Effect of SFN on MTT reduction.
(A) Microscope images of formazan crystals in HT-29 cells. Cells were incubated with 4 and 10 μM of SFN for 24 h. Microscope images were recorded after 3 h of reduction of MTT. Black dots indicate formazan crystals. (B) Microscope images of SFN-induced changes in mitochondrial membrane potential (ΔΨm). HT-29 cells were incubated with 4 and 10 μM SFN and stained with MitoLight dye, which stains mitochondria in a membrane potential-dependent fashion. Changes in the mitochondrial membrane potential ΔΨm were detected by confocal microscopy. Left image presents the detection of the monomers (green fluorescence), indicating the presence of depolarized mitochondria). Right image presents fluorescence of the aggregates (red fluorescence), indicating functional, polarized mitochondria. (C) Microscope images of the intracellular reactive oxygen species induction (ROS) by SFN (green fluorescence). HT-29 cells were incubated with 4 and 10 μM SFN for 24 h and stained with the ROS-sensitive dye DHR123. Scale bar = 50 μm.
Fig 6.
Effect of 2-oxoheptyl ITC on MTT reduction.

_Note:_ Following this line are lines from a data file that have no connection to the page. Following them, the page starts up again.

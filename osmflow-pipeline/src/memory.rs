//! In-memory endpoints: a source feeding an iterator and a sink collecting
//! into a shared buffer.

use std::sync::Arc;

use log::debug;
use parking_lot::Mutex;

use crate::{ActiveTask, CancelToken, PipelineError, Sink};

/// Active stage pushing every item of an iterator into its output.
pub struct IterSource<I: Iterator> {
    name: String,
    items: I,
    output: Box<dyn Sink<I::Item>>,
}

impl<I> IterSource<I>
where
    I: Iterator + Send + 'static,
    I::Item: Send + 'static,
{
    /// A source named `name` that feeds `items` into `output`.
    pub fn new(
        name: impl Into<String>,
        items: impl IntoIterator<IntoIter = I>,
        output: Box<dyn Sink<I::Item>>,
    ) -> Self {
        Self {
            name: name.into(),
            items: items.into_iter(),
            output,
        }
    }

    fn feed(&mut self, cancel: &CancelToken) -> Result<usize, PipelineError> {
        let mut count = 0_usize;
        for item in self.items.by_ref() {
            cancel.check(&self.name)?;
            self.output.process(item)?;
            count += 1;
        }
        self.output.complete()?;
        Ok(count)
    }
}

impl<I> ActiveTask for IterSource<I>
where
    I: Iterator + Send + 'static,
    I::Item: Send + 'static,
{
    fn name(&self) -> &str {
        &self.name
    }

    fn run(mut self: Box<Self>, cancel: &CancelToken) -> Result<(), PipelineError> {
        let outcome = self.feed(cancel);
        self.output.release();
        let count = outcome?;
        debug!("source `{}` produced {count} item(s)", self.name);
        Ok(())
    }
}

impl<I: Iterator> std::fmt::Debug for IterSource<I> {
    fn fmt(&self, f: &mut std::fmt::Formatter<'_>) -> std::fmt::Result {
        f.debug_struct("IterSource")
            .field("name", &self.name)
            .finish_non_exhaustive()
    }
}

#[derive(Debug)]
struct Collected<T> {
    items: Vec<T>,
    completed: bool,
    released: bool,
}

/// Terminal stage storing everything it receives.
#[derive(Debug)]
pub struct CollectSink<T> {
    shared: Arc<Mutex<Collected<T>>>,
}

/// Read access to what a [`CollectSink`] received, usable after the sink
/// moved into a pipeline.
#[derive(Debug)]
pub struct CollectHandle<T> {
    shared: Arc<Mutex<Collected<T>>>,
}

impl<T> CollectSink<T> {
    /// A sink and the handle observing it.
    #[must_use]
    pub fn new() -> (Self, CollectHandle<T>) {
        let shared = Arc::new(Mutex::new(Collected {
            items: Vec::new(),
            completed: false,
            released: false,
        }));
        (
            Self {
                shared: Arc::clone(&shared),
            },
            CollectHandle { shared },
        )
    }
}

impl<T: Send> Sink<T> for CollectSink<T> {
    fn process(&mut self, item: T) -> Result<(), PipelineError> {
        self.shared.lock().items.push(item);
        Ok(())
    }

    fn complete(&mut self) -> Result<(), PipelineError> {
        self.shared.lock().completed = true;
        Ok(())
    }

    fn release(&mut self) {
        self.shared.lock().released = true;
    }
}

impl<T> CollectHandle<T> {
    /// A copy of the items received so far.
    #[must_use]
    pub fn items(&self) -> Vec<T>
    where
        T: Clone,
    {
        self.shared.lock().items.clone()
    }

    /// Move the received items out, leaving the buffer empty.
    #[must_use]
    pub fn take_items(&self) -> Vec<T> {
        std::mem::take(&mut self.shared.lock().items)
    }

    /// Whether the producer signalled a successful end of stream.
    #[must_use]
    pub fn is_completed(&self) -> bool {
        self.shared.lock().completed
    }

    /// Whether the producer released the sink.
    #[must_use]
    pub fn is_released(&self) -> bool {
        self.shared.lock().released
    }
}

impl<T> Clone for CollectHandle<T> {
    fn clone(&self) -> Self {
        Self {
            shared: Arc::clone(&self.shared),
        }
    }
}

#[cfg(test)]
mod tests {
    use super::*;
    use crate::QueueError;
    use rstest::rstest;

    struct Failing;

    impl Sink<u8> for Failing {
        fn process(&mut self, _item: u8) -> Result<(), PipelineError> {
            Err(QueueError::OutputAborted.into())
        }

        fn complete(&mut self) -> Result<(), PipelineError> {
            Ok(())
        }

        fn release(&mut self) {}
    }

    #[rstest]
    fn source_completes_and_releases_its_output() {
        let (sink, collected) = CollectSink::<u8>::new();
        let source = IterSource::new("numbers", 1_u8..=3, Box::new(sink));
        Box::new(source)
            .run(&CancelToken::new())
            .expect("source succeeds");
        assert_eq!(collected.items(), vec![1, 2, 3]);
        assert!(collected.is_completed());
        assert!(collected.is_released());
    }

    #[rstest]
    fn cancelled_source_stops_without_completing() {
        let (sink, collected) = CollectSink::<u8>::new();
        let cancel = CancelToken::new();
        cancel.cancel();
        let err = Box::new(IterSource::new("numbers", 1_u8..=3, Box::new(sink)))
            .run(&cancel)
            .expect_err("cancelled");
        assert!(matches!(err, PipelineError::Cancelled { .. }));
        assert!(collected.items().is_empty());
        assert!(!collected.is_completed());
        assert!(collected.is_released());
    }

    #[rstest]
    fn output_failure_propagates() {
        let source = IterSource::new("numbers", [1_u8], Box::new(Failing));
        let err = Box::new(source)
            .run(&CancelToken::new())
            .expect_err("output fails");
        assert!(err.is_secondary());
    }

    #[rstest]
    fn handle_can_take_items() {
        let (mut sink, collected) = CollectSink::new();
        sink.process("a").expect("process");
        assert_eq!(collected.take_items(), vec!["a"]);
        assert!(collected.items().is_empty());
    }
}
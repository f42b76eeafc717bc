//! Streaming merge-join pipeline for OpenStreetMap element and change streams.
//!
//! Responsibilities:
//! - Define the push contract between stages ([`Sink`]).
//! - Decouple pushing producers from pulling merge stages with bounded
//!   handoff queues.
//! - Provide the merge-join stages: change application, snapshot merging,
//!   change derivation, and change merging.
//! - Wire stages into a graph and run active stages under one task group.
//!
//! Invariants:
//! - Every merge input is validated to be strictly ascending in kind then
//!   identifier before it is queued.
//! - Every stage endpoint is released on every exit path; a failing stage
//!   aborts its input queues so blocked producers never hang.
//! - The first root-cause failure is the pipeline's failure; cancellations it
//!   triggers are never reported in its place.
#![forbid(unsafe_code)]

mod config;
mod error;
mod graph;
mod item;
mod memory;
mod merge;
mod queue;
mod sink;
mod task;
mod validate;

pub use config::PipelineConfig;
pub use error::{ConfigError, OrderViolation, PipelineError, QueueError};
pub use graph::{GraphBuilder, Materialised, PipeRef, Pipeline, StageFactory};
pub use item::{PipeItem, PipeKind, PipeSink};
pub use memory::{CollectHandle, CollectSink, IterSource};
pub use merge::{
    ChangeApplier, ChangeDeriver, ChangeMerger, ConflictResolutionMethod, EntityMerger,
    MergeInput, MergeInputs, MergeJoin, MergeStage,
};
pub use queue::{
    DEFAULT_QUEUE_CAPACITY, QueueAbortHandle, QueueConsumer, QueueProducer, handoff_queue,
};
pub use sink::{ChangeSink, EntitySink, Sink, drain_into};
pub use task::{ActiveTask, CancelToken, TaskGroup};
pub use validate::OrderValidator;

(A) Microscopic images of formazan crystals. HT-29 cells were incubated with 4 and 10 μM 2-oxoheptyl ITC for 24 h. Microscope images were recorded after 3 h of reduction of MTT. Black dots indicate formazan crystals (dashed line arrow). Needle-shaped formazan crystals larger than the cells are denoted with solid line arrows. (B) Mitochondria of HT-29 cells after 24 h incubation with 2-oxoheptyl ITC. Cells were stained with MitoTracker® Deep Red. (C) HT-29 cells were incubated with 4 and 10 μM 2-oxoheptyl ITC and stained with MitoLight dye, which stains mitochondria in a membrane potential-dependent fashion. Changes in the mitochondrial membrane potential ΔΨm were detected by confocal microscopy. Left image presents the detection of the monomers (green fluorescence), indicating the presence of depolarized mitochondria. Right image presents the fluorescence of the aggregates (red fluorescence), indicating functional, polarized mitochondria. (D) Microscope images of the intracellular reactive oxygen species induction (ROS) by 2-oxoheptyl ITC (green fluorescence). HT-29 cells were incubated with 4 and 10 μM 2-oxoheptyl ITC for 24 and stained with the ROS-sensitive dye DHR123. Scale bar = 50 μm.